What you will do
Going line by line through the listing, how many lines hold "ErrorNotice"? State nothing but the number.

Excerpted data

────

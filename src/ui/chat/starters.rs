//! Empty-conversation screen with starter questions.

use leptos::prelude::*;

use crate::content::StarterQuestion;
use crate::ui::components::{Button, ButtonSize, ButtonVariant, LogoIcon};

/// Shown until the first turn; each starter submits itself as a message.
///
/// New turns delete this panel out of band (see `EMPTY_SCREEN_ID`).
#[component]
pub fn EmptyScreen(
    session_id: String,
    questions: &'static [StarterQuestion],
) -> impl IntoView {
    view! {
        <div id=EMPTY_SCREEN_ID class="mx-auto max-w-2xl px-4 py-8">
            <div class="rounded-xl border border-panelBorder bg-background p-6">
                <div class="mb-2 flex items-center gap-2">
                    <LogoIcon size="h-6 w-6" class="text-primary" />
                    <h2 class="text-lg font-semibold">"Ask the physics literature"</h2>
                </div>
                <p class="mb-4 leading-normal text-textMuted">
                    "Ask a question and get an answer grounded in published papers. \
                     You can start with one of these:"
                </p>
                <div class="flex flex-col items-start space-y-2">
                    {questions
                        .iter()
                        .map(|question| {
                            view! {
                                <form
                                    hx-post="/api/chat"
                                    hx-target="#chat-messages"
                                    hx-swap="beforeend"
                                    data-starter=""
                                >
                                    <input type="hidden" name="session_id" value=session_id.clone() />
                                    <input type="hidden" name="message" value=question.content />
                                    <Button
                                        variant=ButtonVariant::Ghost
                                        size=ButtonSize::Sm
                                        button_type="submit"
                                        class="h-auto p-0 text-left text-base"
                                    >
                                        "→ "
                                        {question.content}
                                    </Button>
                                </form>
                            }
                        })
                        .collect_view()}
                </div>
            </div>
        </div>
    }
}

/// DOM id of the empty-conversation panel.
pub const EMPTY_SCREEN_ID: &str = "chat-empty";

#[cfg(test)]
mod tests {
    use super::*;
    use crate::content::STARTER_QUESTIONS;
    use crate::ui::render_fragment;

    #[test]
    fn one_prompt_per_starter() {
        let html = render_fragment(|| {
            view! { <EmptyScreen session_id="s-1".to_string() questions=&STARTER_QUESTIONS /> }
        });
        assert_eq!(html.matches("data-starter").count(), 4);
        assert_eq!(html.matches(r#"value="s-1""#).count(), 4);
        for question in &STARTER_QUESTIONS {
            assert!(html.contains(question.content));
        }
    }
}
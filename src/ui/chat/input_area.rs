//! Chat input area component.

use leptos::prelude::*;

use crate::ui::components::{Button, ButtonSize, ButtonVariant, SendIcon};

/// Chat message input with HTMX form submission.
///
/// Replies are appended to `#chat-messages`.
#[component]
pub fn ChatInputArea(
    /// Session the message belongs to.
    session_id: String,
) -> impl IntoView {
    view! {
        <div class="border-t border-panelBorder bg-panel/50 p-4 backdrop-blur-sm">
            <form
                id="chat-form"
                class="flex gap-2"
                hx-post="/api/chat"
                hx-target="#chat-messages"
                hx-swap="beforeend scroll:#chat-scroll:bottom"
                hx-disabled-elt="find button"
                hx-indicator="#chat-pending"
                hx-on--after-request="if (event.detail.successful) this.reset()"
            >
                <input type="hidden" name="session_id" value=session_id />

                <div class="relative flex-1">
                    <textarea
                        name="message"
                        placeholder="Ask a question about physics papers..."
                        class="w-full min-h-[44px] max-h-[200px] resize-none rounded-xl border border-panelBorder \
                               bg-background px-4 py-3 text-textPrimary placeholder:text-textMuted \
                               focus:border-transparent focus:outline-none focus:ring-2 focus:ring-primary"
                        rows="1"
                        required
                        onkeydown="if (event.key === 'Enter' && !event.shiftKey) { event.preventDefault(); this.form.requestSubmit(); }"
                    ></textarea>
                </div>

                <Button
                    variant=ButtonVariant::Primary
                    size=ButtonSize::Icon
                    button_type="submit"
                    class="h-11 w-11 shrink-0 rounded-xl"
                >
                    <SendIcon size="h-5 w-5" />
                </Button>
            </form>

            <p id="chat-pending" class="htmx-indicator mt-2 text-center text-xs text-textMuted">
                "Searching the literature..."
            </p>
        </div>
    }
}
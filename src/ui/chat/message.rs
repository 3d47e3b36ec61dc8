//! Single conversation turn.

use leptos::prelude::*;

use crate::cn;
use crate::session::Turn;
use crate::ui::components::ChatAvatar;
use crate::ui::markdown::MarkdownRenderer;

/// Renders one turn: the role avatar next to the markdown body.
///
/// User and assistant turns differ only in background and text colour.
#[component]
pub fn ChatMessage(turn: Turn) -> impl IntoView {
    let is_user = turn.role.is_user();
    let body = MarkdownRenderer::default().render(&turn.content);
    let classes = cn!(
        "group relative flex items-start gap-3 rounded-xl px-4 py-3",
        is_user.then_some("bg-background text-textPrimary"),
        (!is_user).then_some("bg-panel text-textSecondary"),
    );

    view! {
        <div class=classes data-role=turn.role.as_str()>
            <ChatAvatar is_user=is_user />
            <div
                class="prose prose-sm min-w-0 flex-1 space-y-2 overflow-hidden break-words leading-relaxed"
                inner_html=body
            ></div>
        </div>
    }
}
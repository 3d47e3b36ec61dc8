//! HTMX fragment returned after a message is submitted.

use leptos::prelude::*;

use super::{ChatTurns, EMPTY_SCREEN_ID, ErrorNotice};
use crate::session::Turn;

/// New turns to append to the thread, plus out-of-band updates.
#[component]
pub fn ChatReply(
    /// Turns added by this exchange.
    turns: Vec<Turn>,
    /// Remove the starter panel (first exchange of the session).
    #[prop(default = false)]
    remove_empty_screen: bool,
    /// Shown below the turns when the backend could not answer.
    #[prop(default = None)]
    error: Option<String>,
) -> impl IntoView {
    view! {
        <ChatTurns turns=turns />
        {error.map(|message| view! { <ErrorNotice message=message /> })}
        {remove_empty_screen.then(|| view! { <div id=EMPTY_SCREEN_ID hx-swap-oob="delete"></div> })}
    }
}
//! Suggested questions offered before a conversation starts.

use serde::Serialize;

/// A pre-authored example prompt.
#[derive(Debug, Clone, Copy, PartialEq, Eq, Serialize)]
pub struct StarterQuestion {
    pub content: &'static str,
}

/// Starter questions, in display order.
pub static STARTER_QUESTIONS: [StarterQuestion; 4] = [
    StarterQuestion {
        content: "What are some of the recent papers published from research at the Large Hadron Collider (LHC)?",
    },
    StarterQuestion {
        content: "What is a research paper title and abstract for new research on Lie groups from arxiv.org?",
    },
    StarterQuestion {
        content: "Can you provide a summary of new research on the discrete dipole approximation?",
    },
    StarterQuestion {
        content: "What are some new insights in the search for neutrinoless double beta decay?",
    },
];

────

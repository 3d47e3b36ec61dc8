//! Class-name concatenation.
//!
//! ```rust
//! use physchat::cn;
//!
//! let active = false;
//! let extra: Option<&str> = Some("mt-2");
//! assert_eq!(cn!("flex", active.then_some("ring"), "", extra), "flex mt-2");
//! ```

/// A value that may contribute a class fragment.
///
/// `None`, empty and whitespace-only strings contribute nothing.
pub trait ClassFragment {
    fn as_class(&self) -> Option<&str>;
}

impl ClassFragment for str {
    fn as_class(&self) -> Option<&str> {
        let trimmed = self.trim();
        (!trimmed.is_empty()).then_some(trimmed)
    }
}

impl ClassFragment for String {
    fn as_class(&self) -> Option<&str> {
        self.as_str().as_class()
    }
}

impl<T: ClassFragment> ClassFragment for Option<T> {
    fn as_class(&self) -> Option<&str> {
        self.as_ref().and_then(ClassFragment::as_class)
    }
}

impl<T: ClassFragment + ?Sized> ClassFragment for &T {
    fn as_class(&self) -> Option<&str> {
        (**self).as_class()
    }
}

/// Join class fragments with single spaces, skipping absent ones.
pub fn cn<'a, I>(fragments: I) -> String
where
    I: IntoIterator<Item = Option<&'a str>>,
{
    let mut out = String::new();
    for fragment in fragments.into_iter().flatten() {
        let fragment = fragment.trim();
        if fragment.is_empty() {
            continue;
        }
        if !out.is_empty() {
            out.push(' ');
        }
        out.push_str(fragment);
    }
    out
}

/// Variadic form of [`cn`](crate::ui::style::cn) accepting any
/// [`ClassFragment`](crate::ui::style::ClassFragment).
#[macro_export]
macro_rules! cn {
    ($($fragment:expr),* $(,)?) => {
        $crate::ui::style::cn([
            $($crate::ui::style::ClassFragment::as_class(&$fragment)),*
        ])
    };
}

────

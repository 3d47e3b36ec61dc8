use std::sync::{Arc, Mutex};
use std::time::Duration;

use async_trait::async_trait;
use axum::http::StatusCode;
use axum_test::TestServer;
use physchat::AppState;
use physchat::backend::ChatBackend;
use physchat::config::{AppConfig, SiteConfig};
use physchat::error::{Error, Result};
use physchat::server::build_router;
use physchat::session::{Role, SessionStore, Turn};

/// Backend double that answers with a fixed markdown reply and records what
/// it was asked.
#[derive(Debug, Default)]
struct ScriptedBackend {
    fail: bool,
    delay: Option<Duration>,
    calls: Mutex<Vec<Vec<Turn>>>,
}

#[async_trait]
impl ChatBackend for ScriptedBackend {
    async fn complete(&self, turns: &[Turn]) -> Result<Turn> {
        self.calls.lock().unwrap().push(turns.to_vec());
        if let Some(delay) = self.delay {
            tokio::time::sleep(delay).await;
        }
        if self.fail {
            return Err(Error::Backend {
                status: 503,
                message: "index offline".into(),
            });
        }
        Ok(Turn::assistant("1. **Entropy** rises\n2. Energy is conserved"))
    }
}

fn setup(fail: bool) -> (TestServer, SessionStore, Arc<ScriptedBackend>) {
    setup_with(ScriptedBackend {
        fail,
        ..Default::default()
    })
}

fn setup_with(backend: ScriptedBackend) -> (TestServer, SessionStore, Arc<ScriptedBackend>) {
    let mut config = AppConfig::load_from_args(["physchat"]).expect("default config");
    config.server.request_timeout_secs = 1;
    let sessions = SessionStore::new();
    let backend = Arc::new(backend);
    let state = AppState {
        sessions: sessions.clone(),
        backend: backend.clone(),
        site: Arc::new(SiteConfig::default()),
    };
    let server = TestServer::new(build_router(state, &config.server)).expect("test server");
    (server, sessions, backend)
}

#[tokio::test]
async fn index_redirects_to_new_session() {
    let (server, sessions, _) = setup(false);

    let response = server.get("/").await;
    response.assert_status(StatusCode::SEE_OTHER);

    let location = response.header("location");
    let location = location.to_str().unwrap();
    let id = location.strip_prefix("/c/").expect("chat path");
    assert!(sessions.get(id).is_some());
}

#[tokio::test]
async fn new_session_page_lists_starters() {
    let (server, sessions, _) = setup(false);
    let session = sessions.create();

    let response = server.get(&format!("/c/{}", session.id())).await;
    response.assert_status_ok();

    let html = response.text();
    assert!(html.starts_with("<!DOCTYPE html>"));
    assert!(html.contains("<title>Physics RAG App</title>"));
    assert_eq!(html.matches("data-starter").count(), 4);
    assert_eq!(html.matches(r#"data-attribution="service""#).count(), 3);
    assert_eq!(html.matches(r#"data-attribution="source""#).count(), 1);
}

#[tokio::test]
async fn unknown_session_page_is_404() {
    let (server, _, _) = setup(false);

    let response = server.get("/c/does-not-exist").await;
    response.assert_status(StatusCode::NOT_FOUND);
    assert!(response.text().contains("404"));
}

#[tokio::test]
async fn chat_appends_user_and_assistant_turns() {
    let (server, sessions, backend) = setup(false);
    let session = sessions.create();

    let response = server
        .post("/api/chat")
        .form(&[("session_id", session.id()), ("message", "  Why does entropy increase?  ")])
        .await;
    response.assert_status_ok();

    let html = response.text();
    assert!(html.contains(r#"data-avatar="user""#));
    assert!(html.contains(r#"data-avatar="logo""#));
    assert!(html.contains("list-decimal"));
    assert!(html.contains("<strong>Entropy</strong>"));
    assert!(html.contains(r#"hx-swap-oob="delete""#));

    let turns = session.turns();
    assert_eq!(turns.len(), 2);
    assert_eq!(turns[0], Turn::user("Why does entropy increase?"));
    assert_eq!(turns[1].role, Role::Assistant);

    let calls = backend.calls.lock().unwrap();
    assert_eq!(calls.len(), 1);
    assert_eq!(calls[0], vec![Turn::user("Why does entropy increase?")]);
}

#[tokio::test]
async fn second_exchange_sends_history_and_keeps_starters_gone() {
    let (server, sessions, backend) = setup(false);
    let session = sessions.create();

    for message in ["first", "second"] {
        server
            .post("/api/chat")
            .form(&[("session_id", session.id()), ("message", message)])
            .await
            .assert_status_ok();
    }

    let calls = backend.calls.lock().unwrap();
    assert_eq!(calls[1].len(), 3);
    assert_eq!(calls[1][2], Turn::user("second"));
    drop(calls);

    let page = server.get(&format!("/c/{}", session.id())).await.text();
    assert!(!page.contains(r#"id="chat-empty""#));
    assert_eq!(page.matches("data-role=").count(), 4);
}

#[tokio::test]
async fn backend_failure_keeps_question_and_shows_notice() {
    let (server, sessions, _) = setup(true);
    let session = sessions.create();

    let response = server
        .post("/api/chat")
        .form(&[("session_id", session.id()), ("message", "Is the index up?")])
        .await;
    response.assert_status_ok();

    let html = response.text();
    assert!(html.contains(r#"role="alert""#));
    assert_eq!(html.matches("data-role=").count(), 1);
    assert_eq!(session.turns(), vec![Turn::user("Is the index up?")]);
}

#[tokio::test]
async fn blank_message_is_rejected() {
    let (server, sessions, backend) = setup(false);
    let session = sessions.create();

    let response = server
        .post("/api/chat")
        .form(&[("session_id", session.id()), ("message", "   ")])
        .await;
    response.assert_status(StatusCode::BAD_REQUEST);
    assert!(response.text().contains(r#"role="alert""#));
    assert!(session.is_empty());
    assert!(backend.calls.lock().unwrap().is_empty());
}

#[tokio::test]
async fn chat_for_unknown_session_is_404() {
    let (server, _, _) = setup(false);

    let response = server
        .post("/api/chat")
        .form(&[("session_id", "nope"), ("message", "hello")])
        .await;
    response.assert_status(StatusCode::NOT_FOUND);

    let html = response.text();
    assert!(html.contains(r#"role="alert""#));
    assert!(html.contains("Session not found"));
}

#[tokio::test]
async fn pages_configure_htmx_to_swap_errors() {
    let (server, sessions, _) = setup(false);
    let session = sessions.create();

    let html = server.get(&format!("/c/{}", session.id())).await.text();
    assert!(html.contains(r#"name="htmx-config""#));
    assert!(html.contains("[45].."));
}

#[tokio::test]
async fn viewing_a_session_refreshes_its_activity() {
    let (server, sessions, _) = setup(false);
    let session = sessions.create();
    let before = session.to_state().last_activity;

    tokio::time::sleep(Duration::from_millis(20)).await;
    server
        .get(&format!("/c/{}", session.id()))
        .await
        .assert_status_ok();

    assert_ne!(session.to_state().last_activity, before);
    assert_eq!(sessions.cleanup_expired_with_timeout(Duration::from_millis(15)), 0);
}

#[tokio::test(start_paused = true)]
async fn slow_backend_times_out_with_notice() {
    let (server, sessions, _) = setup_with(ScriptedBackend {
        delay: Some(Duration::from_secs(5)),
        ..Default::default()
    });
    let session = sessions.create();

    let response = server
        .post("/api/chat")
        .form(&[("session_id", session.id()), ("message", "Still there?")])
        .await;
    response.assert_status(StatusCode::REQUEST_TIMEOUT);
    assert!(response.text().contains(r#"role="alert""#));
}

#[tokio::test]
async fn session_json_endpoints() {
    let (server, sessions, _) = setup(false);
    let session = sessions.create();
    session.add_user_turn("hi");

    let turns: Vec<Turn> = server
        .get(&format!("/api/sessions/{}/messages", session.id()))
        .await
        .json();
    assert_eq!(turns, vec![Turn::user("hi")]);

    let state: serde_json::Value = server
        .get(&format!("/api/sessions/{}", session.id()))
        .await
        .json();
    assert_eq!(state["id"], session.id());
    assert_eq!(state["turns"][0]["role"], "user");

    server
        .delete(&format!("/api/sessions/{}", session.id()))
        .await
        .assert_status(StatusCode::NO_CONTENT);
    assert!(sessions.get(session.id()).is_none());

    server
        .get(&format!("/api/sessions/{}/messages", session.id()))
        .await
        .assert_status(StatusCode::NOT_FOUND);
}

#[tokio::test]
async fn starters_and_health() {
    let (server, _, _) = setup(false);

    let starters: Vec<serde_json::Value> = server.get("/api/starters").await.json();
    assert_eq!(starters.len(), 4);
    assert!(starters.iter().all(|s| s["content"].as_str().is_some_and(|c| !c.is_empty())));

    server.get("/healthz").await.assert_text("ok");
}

────

Result for this task
2